[Directions]
Would you copy each line of the data below that has "head"?

[Dataset records]
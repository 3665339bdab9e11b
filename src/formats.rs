//! Session format dispatch
//!
//! Maps declared or detected formats to the concrete readers and writers.

use std::fmt;
use std::path::{Path, PathBuf};

use rusqlite::{Connection, OpenFlags};

use crate::session::SessionRecord;
use crate::tdata::TdataFolder;
use crate::{pyrogram, telethon, Error, Result};

/// The supported session representations
#[derive(Debug, Clone, Copy, PartialEq, Eq, clap::ValueEnum)]
pub enum SessionFormat {
    /// Telethon SQLite session file
    Telethon,
    /// Pyrogram SQLite session file
    Pyrogram,
    /// Telethon string session
    TelethonString,
    /// Pyrogram string session
    PyrogramString,
    /// Telegram Desktop tdata folder (source only)
    Tdata,
}

impl SessionFormat {
    /// Whether the format is an encoded string rather than a file
    pub fn is_string(self) -> bool {
        matches!(self, Self::TelethonString | Self::PyrogramString)
    }
}

impl fmt::Display for SessionFormat {
    fn fmt(&self, f: &mut fmt::Formatter<'_>) -> fmt::Result {
        f.write_str(match self {
            Self::Telethon => "telethon",
            Self::Pyrogram => "pyrogram",
            Self::TelethonString => "telethon-string",
            Self::PyrogramString => "pyrogram-string",
            Self::Tdata => "tdata",
        })
    }
}

/// Source-side options that only apply to some formats
#[derive(Debug, Default, Clone)]
pub struct ReadOptions {
    /// Local passcode for tdata folders
    pub passcode: Option<String>,
    /// Account slot for multi-account tdata folders
    pub account: usize,
}

/// What a conversion produced
#[derive(Debug, Clone, PartialEq, Eq)]
pub enum Artifact {
    /// A session file was written
    File(PathBuf),
    /// A string session; printed when no output path was given
    Text(String),
}

/// Read a session artifact in the given format
///
/// For string formats the input may be the string itself or a path to a
/// text file holding it.
pub fn read_session(input: &str, format: SessionFormat, opts: &ReadOptions) -> Result<SessionRecord> {
    match format {
        SessionFormat::Telethon => telethon::read_file(Path::new(input)),
        SessionFormat::Pyrogram => pyrogram::read_file(Path::new(input)),
        SessionFormat::TelethonString => telethon::decode_string(&resolve_string(input)?),
        SessionFormat::PyrogramString => pyrogram::decode_string(&resolve_string(input)?),
        SessionFormat::Tdata => {
            let passcode = opts.passcode.as_deref().unwrap_or("");
            TdataFolder::open(input)?.account(passcode, opts.account)
        }
    }
}

/// Write a record in the given target format
///
/// File targets need an output path; string targets return the string, or
/// write it to `output` when one is given.
pub fn write_session(
    record: &SessionRecord,
    format: SessionFormat,
    output: Option<&Path>,
) -> Result<Artifact> {
    match format {
        SessionFormat::Telethon => {
            let path = required_output(output, format)?;
            telethon::write_file(record, path)?;
            Ok(Artifact::File(path.to_path_buf()))
        }
        SessionFormat::Pyrogram => {
            let path = required_output(output, format)?;
            pyrogram::write_file(record, path)?;
            Ok(Artifact::File(path.to_path_buf()))
        }
        SessionFormat::TelethonString => {
            finish_string(telethon::encode_string(record), output)
        }
        SessionFormat::PyrogramString => {
            finish_string(pyrogram::encode_string(record)?, output)
        }
        SessionFormat::Tdata => Err(Error::UnsupportedTarget { format }),
    }
}

/// Classify a session artifact
///
/// Directories are tdata folders. SQLite files are told apart by their
/// sessions table: only Telethon stores a server_address column. Everything
/// else is tried as a string session.
pub fn detect_format(input: &str) -> Result<SessionFormat> {
    let path = Path::new(input);

    if path.is_dir() {
        return Ok(SessionFormat::Tdata);
    }

    if path.is_file() {
        let head = std::fs::read(path)?;
        if head.starts_with(b"SQLite format 3\0") {
            return classify_database(path);
        }

        let text = String::from_utf8(head)
            .map_err(|_| unknown(&path.display().to_string()))?;
        return detect_string(text.trim()).ok_or_else(|| unknown(&path.display().to_string()));
    }

    detect_string(input.trim()).ok_or_else(|| unknown("the given string"))
}

fn classify_database(path: &Path) -> Result<SessionFormat> {
    let conn = Connection::open_with_flags(
        path,
        OpenFlags::SQLITE_OPEN_READ_ONLY | OpenFlags::SQLITE_OPEN_NO_MUTEX,
    )?;

    let mut stmt = conn.prepare("PRAGMA table_info(sessions)")?;
    let columns: Vec<String> = stmt
        .query_map([], |row| row.get::<_, String>(1))?
        .collect::<std::result::Result<_, _>>()?;

    if columns.is_empty() {
        return Err(unknown(&path.display().to_string()));
    }

    if columns.iter().any(|c| c == "server_address") {
        Ok(SessionFormat::Telethon)
    } else if columns.iter().any(|c| c == "dc_id") {
        Ok(SessionFormat::Pyrogram)
    } else {
        Err(unknown(&path.display().to_string()))
    }
}

fn detect_string(s: &str) -> Option<SessionFormat> {
    if telethon::decode_string(s).is_ok() {
        Some(SessionFormat::TelethonString)
    } else if pyrogram::decode_string(s).is_ok() {
        Some(SessionFormat::PyrogramString)
    } else {
        None
    }
}

fn unknown(artifact: &str) -> Error {
    Error::UnknownFormat {
        artifact: artifact.to_string(),
    }
}

/// Accept a literal string session or a path to a file containing one
fn resolve_string(input: &str) -> Result<String> {
    let path = Path::new(input);
    if path.is_file() {
        Ok(std::fs::read_to_string(path)?.trim().to_string())
    } else {
        Ok(input.to_string())
    }
}

fn required_output(output: Option<&Path>, format: SessionFormat) -> Result<&Path> {
    output.ok_or(Error::OutputRequired { format })
}

fn finish_string(session: String, output: Option<&Path>) -> Result<Artifact> {
    match output {
        Some(path) => {
            std::fs::write(path, format!("{session}\n"))?;
            Ok(Artifact::File(path.to_path_buf()))
        }
        None => Ok(Artifact::Text(session)),
    }
}

#[cfg(test)]
mod tests {
    use super::*;
    use crate::AUTH_KEY_SIZE;

    fn full_record() -> SessionRecord {
        let mut record = SessionRecord::new(2, [0x21; AUTH_KEY_SIZE]).unwrap();
        record.user_id = Some(1111);
        record.api_id = Some(424242);
        record
    }

    #[test]
    fn detects_written_session_files() {
        let dir = tempfile::tempdir().unwrap();

        let telethon_path = dir.path().join("a.session");
        telethon::write_file(&full_record(), &telethon_path).unwrap();
        assert_eq!(
            detect_format(telethon_path.to_str().unwrap()).unwrap(),
            SessionFormat::Telethon
        );

        let pyrogram_path = dir.path().join("b.session");
        pyrogram::write_file(&full_record(), &pyrogram_path).unwrap();
        assert_eq!(
            detect_format(pyrogram_path.to_str().unwrap()).unwrap(),
            SessionFormat::Pyrogram
        );
    }

    #[test]
    fn detects_string_sessions() {
        let record = full_record();

        let t = telethon::encode_string(&record);
        assert_eq!(detect_format(&t).unwrap(), SessionFormat::TelethonString);

        let p = pyrogram::encode_string(&record).unwrap();
        assert_eq!(detect_format(&p).unwrap(), SessionFormat::PyrogramString);
    }

    #[test]
    fn detects_directories_as_tdata() {
        let dir = tempfile::tempdir().unwrap();
        assert_eq!(
            detect_format(dir.path().to_str().unwrap()).unwrap(),
            SessionFormat::Tdata
        );
    }

    #[test]
    fn garbage_is_unknown() {
        assert!(matches!(
            detect_format("definitely not a session"),
            Err(Error::UnknownFormat { .. })
        ));
    }

    #[test]
    fn string_target_writes_file_when_output_given() {
        let dir = tempfile::tempdir().unwrap();
        let out = dir.path().join("session.txt");

        let artifact = write_session(
            &full_record(),
            SessionFormat::TelethonString,
            Some(&out),
        )
        .unwrap();

        assert_eq!(artifact, Artifact::File(out.clone()));
        let content = std::fs::read_to_string(&out).unwrap();
        assert!(content.trim().starts_with('1'));

        // And the saved file reads back through the dispatcher
        let loaded = read_session(
            out.to_str().unwrap(),
            SessionFormat::TelethonString,
            &ReadOptions::default(),
        )
        .unwrap();
        assert_eq!(loaded.auth_key, full_record().auth_key);
    }

    #[test]
    fn file_target_requires_output() {
        assert!(matches!(
            write_session(&full_record(), SessionFormat::Telethon, None),
            Err(Error::OutputRequired { .. })
        ));
    }

    #[test]
    fn tdata_target_is_unsupported() {
        assert!(matches!(
            write_session(&full_record(), SessionFormat::Tdata, None),
            Err(Error::UnsupportedTarget {
                format: SessionFormat::Tdata
            })
        ));
    }
}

[Answer box]
        let head = std::fs::read(path)?;
        if head.starts_with(b"SQLite format 3\0") {
        let text = String::from_utf8(head)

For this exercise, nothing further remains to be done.